La résidence royale ne vaut pas les Tuileries à beaucoup près, il y a néanmoins des édifices d’une beauté remarquable, d’un grandiose rare, mais ce qui fait l’admiration des étrangers, ce sont les docks remplis de navires de toutes les nations, ces vastes entrepôts de marchandises, cette quantité de bateaux à vapeur dont une partie sont uniquement réservés pour faire sur la Tamise le même service que les omnibus font dans les rues.

Les rues sont en grande partie belles et surtout très larges, ce que j’ai trouvé d’enchanteur, ce sont les quartiers neufs, bâtis depuis moins de dix ans, nos plus belles rues de Lyon, comparées à celles-là, sont laides et sombres.
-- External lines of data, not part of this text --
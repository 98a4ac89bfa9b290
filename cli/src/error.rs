#![deny(missing_docs)]

//! # CLI Errors
//!
//! Error types for the CLI crate.

use derive_more::{Display, From};
use droidpatch_core::AppError;

/// Main error enum for CLI operations.
#[derive(Debug, Display, From)]
pub enum CliError {
    /// Failure inside the patching engine.
    #[display("{}", _0)]
    Core(AppError),

    /// A run completed but left patches unplaced under `--strict`.
    #[from(ignore)]
    #[display("{} patch(es) could not be placed", _0)]
    Misses(usize),

    /// A second pipeline pass still changed the project.
    #[from(ignore)]
    #[display("Pipeline is not idempotent: a second run changed {}", _0)]
    NotIdempotent(String),

    /// General failure message.
    #[display("Operation failed: {}", _0)]
    General(String),
}

/// Manual implementation of the standard Error trait.
impl std::error::Error for CliError {}

/// Result type alias.
pub type CliResult<T> = Result<T, CliError>;

#[cfg(test)]
mod tests {
    use super::*;

    #[test]
    fn test_core_conversion() {
        let err: CliError = AppError::General("x".into()).into();
        assert!(matches!(err, CliError::Core(_)));
        assert_eq!(err.to_string(), "General Error: x");
    }

    #[test]
    fn test_misses_display() {
        assert_eq!(
            CliError::Misses(3).to_string(),
            "3 patch(es) could not be placed"
        );
    }
}
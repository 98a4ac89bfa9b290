#![deny(missing_docs)]

//! # droidpatch CLI
//!
//! Command Line Interface for the idempotent Android artifact patcher.
//!
//! Supported Commands:
//! - `apply`: load the project, run the configured stages, write changes.
//! - `check`: verify that a second run of the pipeline is a no-op.

use clap::{Parser, Subcommand};
use tracing_subscriber::EnvFilter;

use crate::error::CliResult;

mod apply;
mod check;
mod error;

#[derive(Parser, Debug)]
#[clap(author, version, about = "Idempotent Android artifact patcher")]
struct Cli {
    /// Log patch decisions at debug level.
    #[clap(long, short, global = true)]
    verbose: bool,

    #[clap(subcommand)]
    command: Commands,
}

#[derive(Subcommand, Debug)]
enum Commands {
    /// Run the configured stages and write changed artifacts.
    Apply(apply::ApplyArgs),
    /// Fail if a second run of the pipeline would change anything.
    Check(check::CheckArgs),
}

fn init_logging(verbose: bool) {
    let default = if verbose { "debug" } else { "info" };
    let filter = EnvFilter::try_from_default_env().unwrap_or_else(|_| EnvFilter::new(default));
    tracing_subscriber::fmt()
        .with_env_filter(filter)
        .with_target(false)
        .with_writer(std::io::stderr)
        .init();
}

fn main() -> CliResult<()> {
    let cli = Cli::parse();
    init_logging(cli.verbose);

    match &cli.command {
        Commands::Apply(args) => apply::execute(args)?,
        Commands::Check(args) => check::execute(args)?,
    }

    Ok(())
}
Illustration en couleurs représentant Fleet Street en 1848.
Fleet Street en 1848, par Granger.

Aux avantages de la beauté et de la richesse de cette ville, il y en a d’autres que je prise fort, ce sont ceux du contentement et de la paix que l’on remarque chez tout le monde, soit sur la mine, soit dans les entretiens, ils ont ce qui nous manque, une sécurité parfaite, une confiance entière dans le gouvernement, aussi cette sécurité, cette confiance portent les maisons aux grandes entreprises à l’intérieur et à l’extérieur du royaume. Il est vrai que l’esprit dont ce peuple est animé les y porte. Ce qui me semble ne pas être douteux, c’est que cette nation est la plus riche, la plus puissante de l’Europe, même du monde entier, voilà qui est l’œuvre des hommes de ce pays. Mais ce qui est aussi fort intéressant sur cette terre de la Grande Bretagne, ce sont les dames et les enfants, on peut y faire de précieuses remarques, depuis la classe pauvre jusqu’à la plus élevée, chacune dans leur position. Les opulents font une grande dépense et généralement avec beaucoup d’ordre et de goût. Les enfants y ont une bonne tenue, de bonnes manières, presque tous sont bien de figure, de taille et de santé, c’est ce qui m’a paru de toute part et particulièrement chez M. Candy, chez qui j’ai diné avec M. Arnaud, de Lyon et M. Chartron de Saint-Vallier, tout étoit bien, très bien dans cette maison, le Mr, la Dame, les enfants, la société et de plus la campagne, la maison, l’ameublement, le service de la table, puis la soirée qui a été ravissante, on y a fait de la bonne musique. Un autre négociant m’a mené à Richemont lieu de plaisance pour les habitants de Londres, nous étions trois dames et quatre messieurs, j’y ai passé un fort agréable après-midi, j’ai été reçu chez un autre riche négociant, j’y ai remarqué, outre une bonne tenue de maison, un très grand luxe de table. A l’égard des Anglois qui appartiennent à la classe inférieure, elle se distingue par une grande assiduité au travail et par une grande déférence, un grand respect pour ceux qui sont au dessus d’eux, tout ici est bien tranché entre les classes. Une chose qui me frappe à Londres, c’est la bonne administration des maisons de commerce, mais je n’en finirois pas si je voulois t’écrire tout ce qui m’a intéressé chez ce peuple, que si peu de personnes connaissent en France. Je voudrois en savoir la langue et y venir une fois l’an, mais ce que je ne voudrois pas, c’est d’y venir pour la cause qui m’y vient d’amener…

Mai 1848

Lettre de C.J. Bonnet à sa fille Adèle, Papiers Duchamp, Bussière.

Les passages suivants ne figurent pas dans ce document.